<<<<

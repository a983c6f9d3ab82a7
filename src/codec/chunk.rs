//! Fragmentation of oversized values
//!
//! A value that fits into one command payload travels as a single fragment.
//! Anything longer is cut from the least-significant end in strides of
//! `max_chunk` bytes: fragment 0 holds the lowest bytes and the last fragment
//! holds the (possibly shorter) most-significant remainder. The card expects
//! the fragments in increasing index order.

use crate::apdu::{Command, MAX_PAYLOAD};
use crate::error::{ProxyError, Result};

/// P2 flag marking one part of a divided value.
pub const P2_DIVIDED: u8 = 0x10;

/// P2 flag marking a value sent in one piece.
pub const P2_SINGLE: u8 = 0x00;

/// Indices share P2 with the divided flag and must fit in the low nibble.
const MAX_INDEX: usize = 0x0F;

#[derive(Debug, Clone, PartialEq, Eq)]
pub struct Fragment {
    pub index: usize,
    pub divided: bool,
    pub data: Vec<u8>,
}

impl Fragment {
    /// P2 byte announcing this fragment to the card, `None` when the index
    /// does not fit in the low nibble.
    pub fn p2(&self) -> Option<u8> {
        if self.index > MAX_INDEX {
            return None;
        }
        let flag = if self.divided { P2_DIVIDED } else { P2_SINGLE };
        Some(flag | self.index as u8)
    }

    pub fn into_command(self, cla: u8, ins: u8, p1: u8) -> Result<Command> {
        let p2 = self.p2().ok_or_else(|| {
            ProxyError::validation(format!(
                "Fragment {} cannot be addressed in P2.",
                self.index
            ))
        })?;
        Ok(Command::new(cla, ins, p1, p2).with_data(self.data))
    }
}

/// Split `value` into fragments of at most `max_chunk` bytes.
pub fn fragment(value: &[u8], max_chunk: usize) -> Result<Vec<Fragment>> {
    if max_chunk == 0 {
        return Err(ProxyError::validation("Fragment size must be positive."));
    }

    if value.len() <= max_chunk {
        return Ok(vec![Fragment {
            index: 0,
            divided: false,
            data: value.to_vec(),
        }]);
    }

    // rchunks walks from the least-significant end and leaves the short
    // remainder for last.
    Ok(value
        .rchunks(max_chunk)
        .enumerate()
        .map(|(index, data)| Fragment {
            index,
            divided: true,
            data: data.to_vec(),
        })
        .collect())
}

/// Fragment `value` and wrap every piece into a command with the given header.
///
/// At most 16 fragments are addressable through P2.
pub fn fragment_commands(value: &[u8], cla: u8, ins: u8, p1: u8) -> Result<Vec<Command>> {
    let fragments = fragment(value, MAX_PAYLOAD)?;
    if fragments.len() > MAX_INDEX + 1 {
        return Err(ProxyError::validation(format!(
            "Value of {} bytes needs {} fragments, at most {} are addressable.",
            value.len(),
            fragments.len(),
            MAX_INDEX + 1
        )));
    }
    fragments
        .into_iter()
        .map(|f| f.into_command(cla, ins, p1))
        .collect()
}

/// Rebuild a value from its fragments, given in index order.
pub fn reassemble(fragments: &[Fragment]) -> Result<Vec<u8>> {
    match fragments {
        [] => Err(ProxyError::validation("No fragments to reassemble.")),
        [single] if !single.divided => {
            if single.index != 0 {
                return Err(ProxyError::validation(format!(
                    "Single fragment carries index {}.",
                    single.index
                )));
            }
            Ok(single.data.clone())
        }
        _ => {
            for (expected, f) in fragments.iter().enumerate() {
                if !f.divided {
                    return Err(ProxyError::validation(
                        "Single fragment mixed into a divided value.",
                    ));
                }
                if f.index != expected {
                    return Err(ProxyError::validation(format!(
                        "Fragment {} found where {} was expected.",
                        f.index, expected
                    )));
                }
            }

            let total = fragments.iter().map(|f| f.data.len()).sum();
            let mut value = Vec::with_capacity(total);
            for f in fragments.iter().rev() {
                value.extend_from_slice(&f.data);
            }
            Ok(value)
        }
    }
}

#[cfg(test)]
mod tests {
    use super::*;
    use rand::{Rng, RngCore};

    fn sequential(len: usize) -> Vec<u8> {
        (0..len).map(|i| (i % 251) as u8).collect()
    }

    #[test]
    fn test_short_value_is_single() {
        for len in [0usize, 1, 254, 255] {
            let value = sequential(len);
            let frags = fragment(&value, 255).unwrap();
            assert_eq!(frags.len(), 1);
            assert_eq!(frags[0].index, 0);
            assert!(!frags[0].divided);
            assert_eq!(frags[0].p2(), Some(0x00));
            assert_eq!(frags[0].data, value);
        }
    }

    #[test]
    fn test_partial_modulus_splits_in_two() {
        let value = sequential(256);
        let frags = fragment(&value, 255).unwrap();

        assert_eq!(frags.len(), 2);
        // least-significant 255 bytes first
        assert_eq!(frags[0].data, value[1..].to_vec());
        assert_eq!(frags[0].p2(), Some(0x10));
        // most-significant remainder last
        assert_eq!(frags[1].data, vec![value[0]]);
        assert_eq!(frags[1].p2(), Some(0x11));
    }

    #[test]
    fn test_index_order_and_remainder() {
        let m = 4;
        let value = sequential(2 * m + 3);
        let frags = fragment(&value, m).unwrap();

        let indices: Vec<usize> = frags.iter().map(|f| f.index).collect();
        assert_eq!(indices, vec![0, 1, 2]);
        assert_eq!(frags[0].data, value[7..11].to_vec());
        assert_eq!(frags[1].data, value[3..7].to_vec());
        assert_eq!(frags[2].data, value[0..3].to_vec());
        assert!(frags.iter().all(|f| f.divided));
    }

    #[test]
    fn test_exact_multiple_has_no_short_tail() {
        let m = 5;
        let value = sequential(2 * m);
        let frags = fragment(&value, m).unwrap();
        assert_eq!(frags.len(), 2);
        assert!(frags.iter().all(|f| f.data.len() == m));
    }

    #[test]
    fn test_boundary_lengths_reassemble() {
        for m in 1usize..=9 {
            for len in [0, m, m + 1, 2 * m, 2 * m + 1, 2 * m + m / 2] {
                let value = sequential(len);
                let frags = fragment(&value, m).unwrap();
                assert_eq!(reassemble(&frags).unwrap(), value, "m={m} len={len}");
            }
        }
    }

    #[test]
    fn test_random_values_reassemble() {
        let mut rng = rand::thread_rng();
        for _ in 0..200 {
            let m = rng.gen_range(1..=255usize);
            let len = rng.gen_range(0..=4096usize);
            let mut value = vec![0u8; len];
            rng.fill_bytes(&mut value);

            let frags = fragment(&value, m).unwrap();
            assert!(frags.iter().all(|f| f.data.len() <= m));
            assert_eq!(reassemble(&frags).unwrap(), value);
        }
    }

    #[test]
    fn test_many_fragments_reassemble() {
        let value: Vec<u8> = (0..17u8).collect();
        let frags = fragment(&value, 1).unwrap();
        assert_eq!(frags.len(), 17);
        assert_eq!(frags[16].index, 16);
        assert_eq!(frags[16].p2(), None);
        assert_eq!(reassemble(&frags).unwrap(), value);

        assert!(fragment(&[1, 2, 3], 0).is_err());
    }

    #[test]
    fn test_commands_limited_to_sixteen_fragments() {
        assert_eq!(
            fragment_commands(&sequential(16 * MAX_PAYLOAD), 0x80, 0x10, 0x00)
                .unwrap()
                .len(),
            16
        );
        let err = fragment_commands(&sequential(16 * MAX_PAYLOAD + 1), 0x80, 0x10, 0x00)
            .unwrap_err();
        assert_eq!(err.kind(), crate::error::ErrorKind::Validation);
    }

    #[test]
    fn test_reassemble_rejects_gaps() {
        let mut frags = fragment(&sequential(30), 10).unwrap();
        frags.remove(1);
        assert!(reassemble(&frags).is_err());
        assert!(reassemble(&[]).is_err());
    }

    #[test]
    fn test_reassemble_rejects_duplicates() {
        let mut frags = fragment(&sequential(30), 10).unwrap();
        frags[1] = frags[0].clone();
        assert!(reassemble(&frags).is_err());
    }

    #[test]
    fn test_reassemble_rejects_mixed_single_and_divided() {
        let mut frags = fragment(&sequential(30), 10).unwrap();
        frags[0].divided = false;
        assert!(reassemble(&frags).is_err());

        let single = Fragment {
            index: 1,
            divided: false,
            data: vec![0xAB],
        };
        assert!(reassemble(&[single]).is_err());
    }

    #[test]
    fn test_fragment_commands_carry_header() {
        let cmds = fragment_commands(&sequential(256), 0x80, 0x10, 0x01).unwrap();
        assert_eq!(cmds.len(), 2);
        assert!(cmds.iter().all(|c| c.cla == 0x80 && c.ins == 0x10 && c.p1 == 0x01));
        assert_eq!(cmds[0].p2, 0x10);
        assert_eq!(cmds[1].p2, 0x11);
        assert!(cmds.iter().all(|c| c.le.is_none()));
    }
}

>>>>

Restate the listing exactly, starting at its first line and ending at the line where "the last fragment" occurs; include both and no other lines.

**OUTPUT BELOW:**
repository a983c6f9d3ab82a7
filename src/codec/chunk.rs
//! Fragmentation of oversized values
//!
//! A value that fits into one command payload travels as a single fragment.
//! Anything longer is cut from the least-significant end in strides of
//! `max_chunk` bytes: fragment 0 holds the lowest bytes and the last fragment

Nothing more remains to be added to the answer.